Bruno Snell was born in Hildesheim in 1896. He studied in Edinburgh, Berlin, München und Göttingen and qualified as a professor in 1925 in Hamburg. In 1931 he was a professor of Classical Philology at the University of Hamburg. After the war, between 1945 – 46, he was the first Vice Chancellor of the Philosophical Faculty of the University of Hamburg. In 1946 his study was released about the emergence of European thinking by the Greeks “The discovery of the mind”. From 1951 to 1953 he was twice Vice Chancellor of the university. In 1953 he founded the Europa-Kolleg, Hamburg and in 1959 he took early retirement. 1977 he received membership to the Peace class of the Order Pour le Mérite and he died on 31st October 1986 in Hamburg.

Bruno Snell was from his academic as well as personal convictions the champion of a Europe, rooted in early European humanism, which he recognised from the Greek intellectual history. This was expressed not only in his academic work but also in his political reform activities after 1945, where he helped to rebuild the international connections of the University of Hamburg.

National peculiarities display for him, from the historic perspective, the different developments of early European basic structure; nationalism in contrast is a highly calamitous folly. The togetherness of the European states was based for Snell on the Greek culture and its processes of cultural and social integration. It was also shown for him through the comprehensive connections between the individual sciences.

With the foundation of the Europa-Kolleg Hamburg, Snell wanted to create new synergies through political education and the interaction between diverse scientific disciplines in a studium generale, which was aimed towards sparking the students’ critical interest in politics, which seemed to him to be indispensable for the growing together of Europe. This was in accordance with his holistic understanding of science and society, which was influenced by Dilthey.

It was clear to Snell that the creation of a united Europe had to be largely carried out by the new elite, which were coming of age after the war at the European Universities. “Problems have been created through the developments of the last years which were previously not dealt with at the universities. One such problem is in which form the unification of Europe can be realised. In any case it established that our students need to be prepared to work within international organisations and public authorities” (1954).

The academic programme of the Europa-Kolleg is aimed at students of all faculties and should impart knowledge about the actual history, the intellectual and cultural history, the law and the economy. In addition to this, there are lectures about general topics, political forums with guests from politics, the economy and the sciences, as well as study groups on special topics.

Snell’s call for a new orientation towards student education as well as the sciences in general is recognisable here in concrete. The positivistic specialist thinking, which always represented itself to be apolitical, had served the Hitler state unconditionally and uncritically.

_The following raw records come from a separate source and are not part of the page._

//! # File I/O Module
//!
//! Problem documents are JSON files, read once when a problem is opened.
//!
//! ## Example
//!
//! ```rust,no_run
//! use arena_core::file_io::load_problem;
//! use std::path::Path;
//!
//! let problem = load_problem(Path::new("demos/valid_parentheses.json"))?;
//! println!("{}", problem.title);
//! # Ok::<(), arena_core::errors::WorkspaceError>(())
//! ```

use std::fs;
use std::path::Path;

use crate::errors::{WorkspaceError, WorkspaceResult};
use crate::problem::Problem;

/// Load a problem from a JSON file.
pub fn load_problem(path: &Path) -> WorkspaceResult<Problem> {
    let contents = fs::read_to_string(path)
        .map_err(|e| WorkspaceError::file_error("read", path.display().to_string(), e.to_string()))?;

    let problem: Problem =
        serde_json::from_str(&contents).map_err(|e| WorkspaceError::serialization(e.to_string()))?;

    tracing::info!(path = %path.display(), title = %problem.title, "loaded problem");
    Ok(problem)
}

#[cfg(test)]
mod tests {
    use super::*;

    #[test]
    fn test_load_problem_with_starter_code() {
        let dir = tempfile::tempdir().unwrap();
        let path = dir.path().join("reverse.json");
        fs::write(
            &path,
            r#"{"title": "Reverse String", "description": "Reverse it.", "starter_code": {"python": "def solve(s):\n    pass\n"}}"#,
        )
        .unwrap();

        let problem = load_problem(&path).unwrap();
        assert_eq!(problem.title, "Reverse String");
        assert_eq!(problem.statement, "Reverse it.");
        assert_eq!(problem.starter_code_for("python"), "def solve(s):\n    pass\n");
    }

    #[test]
    fn test_load_missing_file() {
        let dir = tempfile::tempdir().unwrap();
        let err = load_problem(&dir.path().join("missing.json")).unwrap_err();
        assert_eq!(err.error_code(), "FILE_ERROR");
    }

    #[test]
    fn test_load_invalid_json() {
        let dir = tempfile::tempdir().unwrap();
        let path = dir.path().join("broken.json");
        fs::write(&path, "{ not json").unwrap();
        let err = load_problem(&path).unwrap_err();
        assert_eq!(err.error_code(), "SERIALIZATION_ERROR");
    }
}
//! Description panel tabs
//!
//! The left panel shows exactly one of three views. Selection is explicit;
//! nothing in the workspace switches tabs on its own.

use std::fmt;
use std::str::FromStr;

use serde::{Deserialize, Serialize};

use crate::errors::WorkspaceError;

/// Views available in the description panel
#[derive(Debug, Clone, Copy, PartialEq, Eq, Hash, Default, Serialize, Deserialize)]
#[serde(rename_all = "lowercase")]
pub enum Tab {
    #[default]
    Statement,
    Editorial,
    Submissions,
}

impl Tab {
    /// All tabs in display order
    pub const ALL: [Tab; 3] = [Tab::Statement, Tab::Editorial, Tab::Submissions];

    /// Stable identifier (matches the serde representation)
    pub fn id(&self) -> &'static str {
        match self {
            Tab::Statement => "statement",
            Tab::Editorial => "editorial",
            Tab::Submissions => "submissions",
        }
    }

    /// Label shown on the tab button
    pub fn display_name(&self) -> &'static str {
        match self {
            Tab::Statement => "Problem Statement",
            Tab::Editorial => "Editorial",
            Tab::Submissions => "Submissions",
        }
    }
}

impl fmt::Display for Tab {
    fn fmt(&self, f: &mut fmt::Formatter<'_>) -> fmt::Result {
        f.write_str(self.display_name())
    }
}

impl FromStr for Tab {
    type Err = WorkspaceError;

    fn from_str(s: &str) -> Result<Self, Self::Err> {
        Tab::ALL
            .into_iter()
            .find(|tab| tab.id().eq_ignore_ascii_case(s.trim()))
            .ok_or_else(|| WorkspaceError::unknown_tab(s))
    }
}

/// Active-tab state holder
#[derive(Debug, Clone, Copy, PartialEq, Eq, Default, Serialize, Deserialize)]
pub struct TabSelector {
    active: Tab,
}

impl TabSelector {
    pub fn new() -> Self {
        Self::default()
    }

    /// Activate `tab`. Selecting the active tab changes nothing.
    ///
    /// Returns true if the active tab changed.
    pub fn select(&mut self, tab: Tab) -> bool {
        if self.active == tab {
            return false;
        }
        self.active = tab;
        true
    }

    pub fn current(&self) -> Tab {
        self.active
    }

    pub fn is_active(&self, tab: Tab) -> bool {
        self.active == tab
    }
}

#[cfg(test)]
mod tests {
    use super::*;

    #[test]
    fn test_default_is_statement() {
        let tabs = TabSelector::new();
        assert_eq!(tabs.current(), Tab::Statement);
    }

    #[test]
    fn test_select_then_current() {
        let mut tabs = TabSelector::new();
        for tab in Tab::ALL {
            tabs.select(tab);
            assert_eq!(tabs.current(), tab);
        }
    }

    #[test]
    fn test_exactly_one_active() {
        let mut tabs = TabSelector::new();
        for tab in Tab::ALL {
            tabs.select(tab);
            let active = Tab::ALL.iter().filter(|t| tabs.is_active(**t)).count();
            assert_eq!(active, 1);
            assert!(tabs.is_active(tab));
        }
    }

    #[test]
    fn test_select_is_idempotent() {
        let mut tabs = TabSelector::new();
        assert!(tabs.select(Tab::Editorial));
        let before = tabs;
        assert!(!tabs.select(Tab::Editorial));
        assert_eq!(tabs, before);
    }

    #[test]
    fn test_parse_tab_names() {
        assert_eq!("statement".parse::<Tab>().unwrap(), Tab::Statement);
        assert_eq!(" Submissions ".parse::<Tab>().unwrap(), Tab::Submissions);
        let err = "hints".parse::<Tab>().unwrap_err();
        assert_eq!(err.error_code(), "UNKNOWN_TAB");
    }
}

It was a bitter experience for Snell “that a substantial percentage of the German academics made themselves available to the national socialist regime in 1933. One cause lay in the disdainful reservation of the German intelligentsia towards political life and the resulting political half knowledge or ignorance.” (Snell in a speech in Tessaloniki in 1965)

With the foundation of the Europa-Kolleg Hamburg, the gulf which he perceived between universities and social-political development should be eliminated, which according to Snell’s convictions had to be aimed towards a historically aware combination of the political and cultural variety of Europe, a united Europe. “A lot of things which are already European reality today have not yet found their way into the consciousness and society of people and we run the risk that we drag behind the facts with our thinking.”

In close cooperation with the University of Hamburg and the culture historical, legal and economic faculties of the university the Europa-Kolleg became an example for this interaction between theory and practise, which Snell referred to in his speech on 14th November 1951. For the understanding of the general, which the intensive research of the specialists advances “can and have to” lead only to a theoretical understanding, when it encompasses in terms of Plato also “a good part practise”. This practical perspective exists for Snell particularly in the political practise:

„An animated researcher also has an alert understanding of politics“.